In 1998, I wanted to be a good Zionist and become an Israeli. As you will find out, I was not entirely successful in this endeavor, but I did live in Jerusalem for two years and managed to learn Hebrew. I also understood the most important lesson the Middle East has to offer: real conflicts do not have a solution – they only have a history. After this little excursion, I lived in Berlin for seven years. Then, in 2007, fate intervened in the form of a green card (I won it in the lottery). So I packed two suitcases and moved from Berlin to New York City.
I had never written fiction before. I was much too awed by writers I admire – Nabokov, Cervantes, Thomas Mann, Grimmelshausen. (Not to mention Shakespeare and the authors of the Hebrew Bible.) But then an idea caught me in its clutches und dragged me from the bottom of reality: what if World War One had never happened? What if Auschwitz still were an insignificant town in Galicia and Lenin an unimportant journalist in Zurich? What if the Hapsburg Empire were still alive and kicking (or rather: half asleep and totally peaceful?). Thus “Der Komet” came into being, an alternate history novel set in a Vienna which – anno Domini 2000 – is still ruled by a good old “kaiser”. One English critic remarked that I had produced a narrative which “combines the best bits of Douglas Adams and Jules Verne with some good old-fashioned romance to produce a hugely entertaining book that deserves to be on everyone’s reading list”. “Der Komet” even was a commercial success. But the book never got translated. The Americans and the British hardly ever translate anything. Nebbich.
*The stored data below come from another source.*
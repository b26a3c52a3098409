use serde::Serialize;

use crate::course::types::{AcidProperty, InfoCard};
use crate::course::ContentBlock;

use super::{first_text, text};

const DEFAULT_SNIPPET: &str = "-- Iniciar una transacción
BEGIN TRANSACTION;

-- Operaciones de la transacción
UPDATE cuentas SET saldo = saldo - 100 WHERE id = 1;
UPDATE cuentas SET saldo = saldo + 100 WHERE id = 2;

-- Confirmar cambios (hacer permanentes)
COMMIT;

-- O revertir cambios (en caso de error)
ROLLBACK;";

const KNOWN_ICONS: &[&str] = &["database", "shield", "lock", "refresh"];

#[derive(Debug, Clone, Copy, PartialEq, Eq, Serialize)]
#[serde(rename_all = "lowercase")]
pub enum StepStatus {
    Success,
    Warning,
    Neutral,
}

impl StepStatus {
    fn parse(raw: Option<&str>) -> Self {
        match raw.map(str::trim) {
            Some("success") => Self::Success,
            Some("warning") => Self::Warning,
            _ => Self::Neutral,
        }
    }
}

#[derive(Debug, Clone, Serialize, PartialEq)]
pub struct StepView {
    pub number: usize,
    pub action: String,
    pub status: StepStatus,
}

#[derive(Debug, Clone, Serialize, PartialEq)]
pub struct PropertyView {
    pub letter: String,
    pub name: String,
    pub icon: &'static str,
    pub description: String,
    pub scenario: String,
    pub steps: Vec<StepView>,
    pub result: String,
    pub active: bool,
}

#[derive(Debug, Clone, Serialize, PartialEq)]
pub struct InfoCardView {
    pub title: String,
    pub description: String,
}

#[derive(Debug, Clone, Serialize, PartialEq)]
pub struct TransactionsView {
    pub anchor: String,
    pub lesson: String,
    pub titulo: String,
    pub descripcion: String,
    /// Shown instead of the section body when no properties were given.
    pub notice: Option<String>,
    pub properties: Vec<PropertyView>,
    pub snippet_sql: String,
    pub commit: InfoCardView,
    pub rollback: InfoCardView,
}

pub fn resolve(block: &ContentBlock) -> TransactionsView {
    let properties: Vec<PropertyView> = block
        .propiedades
        .iter()
        .flatten()
        .enumerate()
        .map(|(i, p)| property(i, p))
        .collect();

    let notice = properties.is_empty().then(|| {
        format!(
            "No se encontraron block.propiedades para la sección \"{}\". Asegúrate de que el JSON incluya el arreglo propiedades[] con las propiedades ACID.",
            block.titulo.as_deref().unwrap_or_default()
        )
    });

    TransactionsView {
        anchor: text(block.tipo_figma.as_deref(), "section-transactions"),
        lesson: format!(
            "Lección {}",
            text(block.leccion_numero.as_deref(), "7 de 10")
        ),
        titulo: text(block.titulo.as_deref(), "Transacciones y Propiedades ACID"),
        descripcion: first_text(
            &[block.descripcion.as_deref(), block.texto.as_deref()],
            "Las transacciones son unidades lógicas de trabajo que garantizan la integridad de los datos. ACID define las propiedades que debe cumplir toda transacción confiable.",
        ),
        notice,
        properties,
        snippet_sql: text(block.snippet_sql.as_deref(), DEFAULT_SNIPPET),
        commit: info_card(
            block.commit_info.as_ref(),
            "COMMIT",
            "Confirma todos los cambios realizados en la transacción. Los hace permanentes y visibles para otras transacciones.",
        ),
        rollback: info_card(
            block.rollback_info.as_ref(),
            "ROLLBACK",
            "Deshace todos los cambios de la transacción. Devuelve la base de datos al estado anterior al BEGIN.",
        ),
    }
}

fn property(index: usize, p: &AcidProperty) -> PropertyView {
    let example = p.example.clone().unwrap_or_default();
    let icon = p
        .icon
        .as_deref()
        .and_then(|i| KNOWN_ICONS.iter().find(|k| **k == i.trim()))
        .copied()
        .unwrap_or(KNOWN_ICONS[0]);
    PropertyView {
        letter: p.letter.clone().unwrap_or_default(),
        name: p.name.clone().unwrap_or_default(),
        icon,
        description: p.description.clone().unwrap_or_default(),
        scenario: example.scenario.unwrap_or_default(),
        steps: example
            .steps
            .unwrap_or_default()
            .into_iter()
            .enumerate()
            .map(|(n, s)| StepView {
                number: n + 1,
                action: s.action.unwrap_or_default(),
                status: StepStatus::parse(s.status.as_deref()),
            })
            .collect(),
        result: example.result.unwrap_or_default(),
        active: index == 0,
    }
}

fn info_card(card: Option<&InfoCard>, title: &str, description: &str) -> InfoCardView {
    InfoCardView {
        title: text(card.and_then(|c| c.title.as_deref()), title),
        description: text(card.and_then(|c| c.description.as_deref()), description),
    }
}

#[cfg(test)]
mod tests {
    use super::*;
    use crate::course::BlockKind;

    #[test]
    fn missing_properties_produce_notice() {
        let mut block = ContentBlock::of_kind(BlockKind::Transactions);
        block.titulo = Some("ACID".to_string());
        let view = resolve(&block);
        assert!(view.properties.is_empty());
        let notice = view.notice.expect("notice");
        assert!(notice.contains("\"ACID\""));
        assert_eq!(view.anchor, "section-transactions");
        assert_eq!(view.lesson, "Lección 7 de 10");
    }

    #[test]
    fn first_property_active_and_steps_classified() {
        let raw = r#"{
      "tipo": "transactions",
      "leccionNumero": "4 de 8",
      "texto": "cuerpo",
      "propiedades": [
        {"letter": "A", "name": "Atomicidad", "icon": "shield",
         "example": {"scenario": "Transferencia", "result": "ok",
           "steps": [{"action": "Debitar", "status": "success"},
                     {"action": "Falla", "status": "warning"},
                     {"action": "Revertir"}]}},
        {"letter": "C", "name": "Consistencia", "icon": "unknown"}
      ],
      "commitInfo": {"title": "Confirmar"}
    }"#;
        let block: ContentBlock = serde_json::from_str(raw).expect("block");
        let view = resolve(&block);
        assert!(view.notice.is_none());
        assert_eq!(view.lesson, "Lección 4 de 8");
        assert_eq!(view.descripcion, "cuerpo");
        assert!(view.properties[0].active);
        assert!(!view.properties[1].active);
        assert_eq!(view.properties[0].icon, "shield");
        assert_eq!(view.properties[1].icon, "database");
        let statuses: Vec<StepStatus> = view.properties[0].steps.iter().map(|s| s.status).collect();
        assert_eq!(statuses, [StepStatus::Success, StepStatus::Warning, StepStatus::Neutral]);
        assert_eq!(view.commit.title, "Confirmar");
        assert!(view.commit.description.starts_with("Confirma todos"));
        assert_eq!(view.rollback.title, "ROLLBACK");
        assert!(view.snippet_sql.contains("BEGIN TRANSACTION;"));
    }
}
My next novel – “Nach uns die Pinguine” – is set on the Falkland Islands after World War Three. It is an old-fashioned mystery. The governor has been bludgeoned to death with a Churchill bust, and my sleuth – a Jewish boy from Brooklyn who converted to Mormonism and got stranded on the Falklands when the world came to an end – yes, it’s complicated – has to find the culprit. The novel has lots of theological overtones. It ends (I’m not giving away too much) with the arrival of the Messiah in a submarine. Again, the reception was quite friendly: one journalist called the book “very interesting and turbulent, very whimsical, very odd, witty and ironic”. And, needless to say, there was no English translation.
So now here is a novel which is somewhat different: very desperate and very hopeful, gloomy and full of light, a dark, dystopian vision which cannot quite decide whether it isn’t a rosy pipe dream after all. “The Splendid Cities”. The title comes from a verse in a prose-poem by Arthur Rimbaud: À l'aurore, armés d'une ardente patience, nous entrerons aux splendides villes. And this time around, ladies and gentlemen, the book is in English.
Perhaps in a final flourish I should mention that I live in a beautifully boring part of the Bronx called Riverdale; that I’m married to the most wonderful woman in the world; and that we have a son called Yonatan whose first word was “elbow”. No dogs. No cats. No iguanas.